Ca commençait par une conférence de Jean Pierre Bobillot sur les "media" (pris comme pluriel de medium) de la poésie, puis de l'art: la bouche, l'air, le papier, la main, l'encre, la voix, l'internet, pour en arriver au Mont Rushmore, barre rocheuse qui pour les indiens incarnait un mythique Grand Père, avait ensuite servi de matériau pour sculpter les visages de premiers présidents américains et célébrer la conquête de l'Ouest, en face desquels les indiens ont exigé que soit sculpté (plus grand) Crazy Horse. Se rajoutait le cinéma, Hitchcok, qui installe Cary Grant dans une des narines monumentales et voulait l'y faire éternuer, ce que les ligues bien pensantes de Hollywood ont empêché. En fait, la conférence conduisait à des "performances" qui exploraient ces différents média, et ce n'était pas inintéressant. (pas bouleversant non plus).
Il y a ce que j'ai aimé :
- une performance des étudiants, imaginée autrefois par Tristan Tzara : une dizaine, assis en ligne à une table, barrent au fur et à mesure sur une feuille une liste du même mot : "hurle", que répète le "meneur" du jeu. A certains moments très précis, l'un ou l'autre ou plusieurs en même temps disent le mot, avec des intonations et des voix forcément différentes. L'ensemble forme une sorte de polyphonie vraiment belle, rythmée. Personne ne hurle.
- un texte moitié dit moitié murmuré par Maxime H. Pascal (une femme), très rapide comme presque tout ce qui s'est lu ce soir-là, avec une forme de ligne mélodique, qui semblait vous rentrer en serpentant dans l'oreille jusqu'à ce que vous cessiez de vous accrocher au sens et vous laissiez seulement pénétrer par certains mots.
- une vocifération par Cédric Lerible, caché par une porte qu'il tenait d'une main et frappait violemment de l'autre, image des migrants aux portes de l'Europe qui réclament d'entrer. Quelque chose au bord du ridicule, qui n'en était sauvé que par la violence des coups et des cris et notre connaissance de la réalité, de ce qu'on voit jour après jour sur nos écrans. Sauvé aussi pour moi par ce que je connais de la poésie écrite belle et subtile de Cedric Lerible.

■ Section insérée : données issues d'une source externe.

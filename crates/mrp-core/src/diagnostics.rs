//! Row-level and edge-level warning side-channel (spec §7).
//!
//! Fatal problems abort a run via [`crate::error::EngineError`]; everything
//! here is non-fatal and gets attached to a successful result instead of
//! propagated as an error.

use std::fmt;

/// One entry of the warning half of the error taxonomy.
#[derive(Debug, Clone, PartialEq)]
pub enum DiagnosticKind {
    /// A sales-order or purchase row referenced an item not in the master.
    UnknownItem { item_code: String },
    /// A row's date fell outside the computed horizon.
    OutOfHorizon { item_id: i64, date: chrono::NaiveDate },
    /// A cycle was found during BOM explosion; the closing edge was excluded.
    CycleDetected { parent_id: i64, child_id: i64 },
    /// A parsed lead time was unusable and a default was substituted.
    DegenerateLeadTime { item_id: i64, raw: String, substituted_days: u32 },
}

impl fmt::Display for DiagnosticKind {
    fn fmt(&self, f: &mut fmt::Formatter<'_>) -> fmt::Result {
        match self {
            DiagnosticKind::UnknownItem { item_code } => {
                write!(f, "unknown item {item_code:?}, row skipped")
            }
            DiagnosticKind::OutOfHorizon { item_id, date } => {
                write!(f, "item {item_id} date {date} falls outside the planning horizon, row skipped")
            }
            DiagnosticKind::CycleDetected { parent_id, child_id } => {
                write!(f, "cycle detected: {child_id} already an ancestor of {parent_id}, edge excluded")
            }
            DiagnosticKind::DegenerateLeadTime { item_id, raw, substituted_days } => {
                write!(f, "item {item_id} has degenerate lead time ({raw:?}), substituted {substituted_days} days")
            }
        }
    }
}

/// A single diagnostic entry, ready to attach to a successful run result.
#[derive(Debug, Clone, PartialEq)]
pub struct Diagnostic {
    pub kind: DiagnosticKind,
}

impl Diagnostic {
    pub fn new(kind: DiagnosticKind) -> Self {
        Self { kind }
    }
}

impl fmt::Display for Diagnostic {
    fn fmt(&self, f: &mut fmt::Formatter<'_>) -> fmt::Result {
        write!(f, "{}", self.kind)
    }
}

/// Collector threaded through every component of a planning run.
#[derive(Debug, Clone, Default)]
pub struct Diagnostics(Vec<Diagnostic>);

impl Diagnostics {
    pub fn new() -> Self {
        Self::default()
    }

    pub fn push(&mut self, kind: DiagnosticKind) {
        tracing::warn!(%kind, "diagnostic recorded");
        self.0.push(Diagnostic::new(kind));
    }

    pub fn extend(&mut self, other: Diagnostics) {
        self.0.extend(other.0);
    }

    pub fn iter(&self) -> impl Iterator<Item = &Diagnostic> {
        self.0.iter()
    }

    pub fn is_empty(&self) -> bool {
        self.0.is_empty()
    }

    pub fn len(&self) -> usize {
        self.0.len()
    }

    pub fn as_slice(&self) -> &[Diagnostic] {
        &self.0
    }
}

impl IntoIterator for Diagnostics {
    type Item = Diagnostic;
    type IntoIter = std::vec::IntoIter<Diagnostic>;

    fn into_iter(self) -> Self::IntoIter {
        self.0.into_iter()
    }
}
//! Item-master loading and lead-time cleaning (resolves open question 1).
//!
//! Parsing raw, possibly-garbage lead-time fields out of an upstream
//! system is an external collaborator's job (§1); by the time an `Item`
//! reaches this engine its `lead_time_days` is already a `u32`. What is
//! still this engine's job is deciding whether that number is usable, and
//! substituting a default when it is not.

use mrp_core::{DiagnosticKind, Diagnostics, EngineConfig, Item, ItemId};
use std::collections::HashMap;

/// Indexes items by id, substituting `degenerate_lead_time_default_days`
/// for any lead time strictly greater than
/// `degenerate_lead_time_threshold_days`, recording a `DegenerateLeadTime`
/// diagnostic for each substitution.
pub fn load_items(items: Vec<Item>, config: &EngineConfig, diagnostics: &mut Diagnostics) -> HashMap<ItemId, Item> {
    items
        .into_iter()
        .map(|mut item| {
            if item.lead_time_days > config.degenerate_lead_time_threshold_days {
                diagnostics.push(DiagnosticKind::DegenerateLeadTime {
                    item_id: item.item_id,
                    raw: item.lead_time_days.to_string(),
                    substituted_days: config.degenerate_lead_time_default_days,
                });
                item.lead_time_days = config.degenerate_lead_time_default_days;
            }
            (item.item_id, item)
        })
        .collect()
}

/// Maximum lead time across all loaded items, used by the Horizon
/// Planner (C3). Returns 0 if there are no items.
pub fn max_lead_time_days(items: &HashMap<ItemId, Item>) -> u32 {
    items.values().map(|i| i.lead_time_days).max().unwrap_or(0)
}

- ce qui m'a d'abord exaspérée, puis qui m'a quand même intéressée : deux performances de Julien Blaine, une filmée qui s'appelle "l'Ecfruiture c'est le pied", où il finit par écraser pieds nus sur le sol toute une série de fruits tout en marmonnant successivement leurs noms. Disons que mes neurones miroirs ne pouvaient faire autrement au bout d'un moment que de partager l'expérience jouissive et transgressive de l'écorce et de la pulpe d'un ananas ou d'une pomme qui s'écrase sous la plante de votre pied, tandis que votre voix ânonne le nom, le mot qui prenait ainsi un relief particulier.
Et une autre où il hurlait des choses assez peu compréhensible, bras ouverts, visage furieux, comme une sorte d'orang outan, et où son corps massif, sa voix et son visage prenaient une présence surprenante.
Je passerai sur ce que j'ai trouvé nul, creux, ennuyeux.
Ma réflexion a été que tout aboutissait quand même à une perte du sens du mot, du langage. La plupart des lectures étaient si rapides qu'on saisissait à peine au vol les significations, ou bien des mots étaient répétés jusqu'à perdre leur sens, jusqu'à une forme d'ennui. Ce qui prenait le premier pas c'était les voix, les corps...j'en ai donc conclu in petto que c'était plutôt du théâtre que de la poésie; En tout cas ma poésie : des phrases charriant une infinité de sens, d'images et de sonorités, qui s'adressent au plus intime de soi et demande intériorité, silence et lenteur.

Et puis ce matin sur France Culture une émission sur la bêtise, particulièrement la bêtise des gens intelligents pris dans un conformisme et qui était assez virulente au sujet de certains excès de l'art contemporain. Tout cela sa complétait bien.